Slide Rules
Circular Slide Rules

An image of various slide rules from the collection of the Division of Medicine and Science at the National Museum of American History.

Slide rules that are round offer the length of a 10" rectangular slide rule in a pocket-sized (roughly 3.6") format, since the scales are on the circumference of circles. The scales are also continuous, so there is no need to make adjustments, such as folded and inverse scales, for results of calculations that go off the ends of the scales. Furthermore, these instruments are relatively easy to construct: the scales are printed on one or more disks, and the disks or a single disk and cursor are fastened together with a pin at the center. However, this simple construction is also not very durable, and so circular slide rules may get out of position and thus they lack accuracy, compared to linear slide rules with slides that move along carefully grooved channels.
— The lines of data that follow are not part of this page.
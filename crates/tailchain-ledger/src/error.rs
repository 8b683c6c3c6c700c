use tailchain_crypto::SignatureError;

/// Errors produced by ledger operations.
#[derive(Debug, Clone, PartialEq, Eq, thiserror::Error)]
pub enum LedgerError {
    #[error("no entry with the given hash")]
    EntryNotFound,

    #[error("incorrect timestamp: entry is earlier than the current tip")]
    IncorrectTimestamp,

    #[error("ledger needs a signer to append unsigned content")]
    MissingSigner,

    #[error("ledger needs a verifier to append pre-signed content")]
    MissingVerifier,

    #[error("ledger needs at least a signer or a verifier")]
    MissingCapabilities,

    #[error("crypto verification failed")]
    VerificationFailed,

    #[error(transparent)]
    Signing(#[from] SignatureError),

    #[error("hash collision detected")]
    HashCollision,

    #[error("integrity violation at height {height}: {reason}")]
    IntegrityViolation { height: u64, reason: String },

    #[error("ledger lock poisoned")]
    LockPoisoned,

    #[error("wait cancelled")]
    Cancelled,
}

impl LedgerError {
    /// Returns `true` when the caller abandoned a wait, as opposed to the
    /// ledger rejecting something.
    pub fn is_cancelled(&self) -> bool {
        matches!(self, Self::Cancelled)
    }
}

pub type LedgerResult<T> = Result<T, LedgerError>;
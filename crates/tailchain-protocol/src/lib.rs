//! Wire protocol for tailchain.
//!
//! An entry travels as an HTTP response: the content is the body and every
//! other field is a header. Resources are addressed by hex entry hash:
//!
//! - `GET /<hash>` returns the entry (HEAD: headers only)
//! - `GET /next/<hash>` long-polls for the entry after `<hash>` and redirects
//!   to it; an empty segment means the first entry
//!
//! This crate only encodes and decodes; it never touches a ledger's state.

pub mod envelope;
pub mod error;
pub mod headers;
pub mod instant;
pub mod path;

pub use envelope::EntryEnvelope;
pub use error::{ProtocolError, ProtocolResult};
pub use instant::{format_instant, parse_instant};
pub use path::{entry_path, next_path, parse_cursor_segment, parse_hash_segment};
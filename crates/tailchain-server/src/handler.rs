use std::sync::Arc;

use axum::body::Body;
use axum::extract::{Path, State};
use axum::http::header::LOCATION;
use axum::http::{Method, StatusCode};
use axum::response::{IntoResponse, Response};
use tailchain_ledger::LedgerStore;
use tailchain_protocol::{entry_path, parse_cursor_segment, parse_hash_segment, EntryEnvelope};
use tailchain_types::ChainHash;
use tokio_util::sync::CancellationToken;

use crate::error::ServerResult;

/// Shared handler state.
#[derive(Clone)]
pub struct AppState {
    pub store: Arc<LedgerStore>,
    /// Fired on shutdown; releases every pending long-poll.
    pub shutdown: CancellationToken,
}

/// `GET|HEAD /<hash>`.
pub async fn entry_handler(
    State(state): State<AppState>,
    method: Method,
    Path(hash): Path<String>,
) -> ServerResult<Response> {
    let hash = parse_hash_segment(&hash)?;
    let linked = state.store.get_linked(&hash)?;
    let envelope = EntryEnvelope::from_linked(&linked);

    let body = if method == Method::HEAD {
        Body::empty()
    } else {
        Body::from(envelope.content.clone())
    };
    Ok((StatusCode::OK, envelope.headers(), body).into_response())
}

/// `GET /` and `GET /next/`: the first entry, waiting for it if needed.
pub async fn first_handler(State(state): State<AppState>) -> ServerResult<Response> {
    redirect_to_next(&state, None).await
}

/// `GET /next/<hash>`: the entry after `<hash>`, waiting for it if needed.
pub async fn next_handler(
    State(state): State<AppState>,
    Path(cursor): Path<String>,
) -> ServerResult<Response> {
    let cursor = parse_cursor_segment(&cursor)?;
    redirect_to_next(&state, cursor).await
}

async fn redirect_to_next(state: &AppState, cursor: Option<ChainHash>) -> ServerResult<Response> {
    let entry = state
        .store
        .wait_for_next(cursor.as_ref(), &state.shutdown)
        .await?;
    Ok((
        StatusCode::MOVED_PERMANENTLY,
        [(LOCATION, entry_path(&entry.hash()))],
    )
        .into_response())
}

/// Unmatched paths: 404 for reads, 405 for everything else.
pub async fn fallback_handler(method: Method) -> StatusCode {
    if method == Method::GET || method == Method::HEAD {
        StatusCode::NOT_FOUND
    } else {
        StatusCode::METHOD_NOT_ALLOWED
    }
}
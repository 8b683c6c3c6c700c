use std::sync::Arc;

use async_trait::async_trait;
use tailchain_ledger::LedgerStore;
use tailchain_protocol::EntryEnvelope;
use tailchain_types::ChainHash;
use tokio_util::sync::CancellationToken;

use crate::error::SyncResult;
use crate::transport::{RemoteEntry, RemoteSource};

/// Another ledger in the same process, read through the same seam as an
/// HTTP remote.
#[derive(Debug, Clone)]
pub struct LocalSource {
    store: Arc<LedgerStore>,
    // Never cancelled: callers stop a fetch by dropping it.
    idle: CancellationToken,
}

impl LocalSource {
    pub fn new(store: Arc<LedgerStore>) -> Self {
        Self {
            store,
            idle: CancellationToken::new(),
        }
    }
}

#[async_trait]
impl RemoteSource for LocalSource {
    async fn next_after(&self, cursor: Option<&ChainHash>) -> SyncResult<RemoteEntry> {
        let entry = self.store.wait_for_next(cursor, &self.idle).await?;
        let linked = self.store.get_linked(&entry.hash())?;
        Ok(RemoteEntry {
            hash: entry.hash(),
            envelope: EntryEnvelope::from_linked(&linked),
        })
    }
}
This collection suggests the diverse appearances and functions of circular slide rules that were manufactured between the mid-19th and late 20th centuries. For example, before Mannheim-type linear slide rules became popular in the late 19th century, American inventors patented a variety of circular designs. Some circular slide rules were made to look like pocket watches, while others were intended to promote particular businesses—Whitehead & Hoag and Perrygraf were especially influential American manufacturers of promotional items. Inventors and makers such as Albert Sexton, Louis Ross, Claire Gilson, Norman Albree, and Ross Pickett wanted their circular slide rules to compete with linear instruments in the engineering and education markets. Other circular slide rules were designed specifically for surveying, such as stadia computers, or for navigation, such as Dalton instruments that may also be seen in the Smithsonian's exhibition, Time and Navigation. Even more specialized in purpose were slide rules for grading earthworks, determining the effects of nuclear bomb explosions, writing efficient computer programs, and betting on horse races.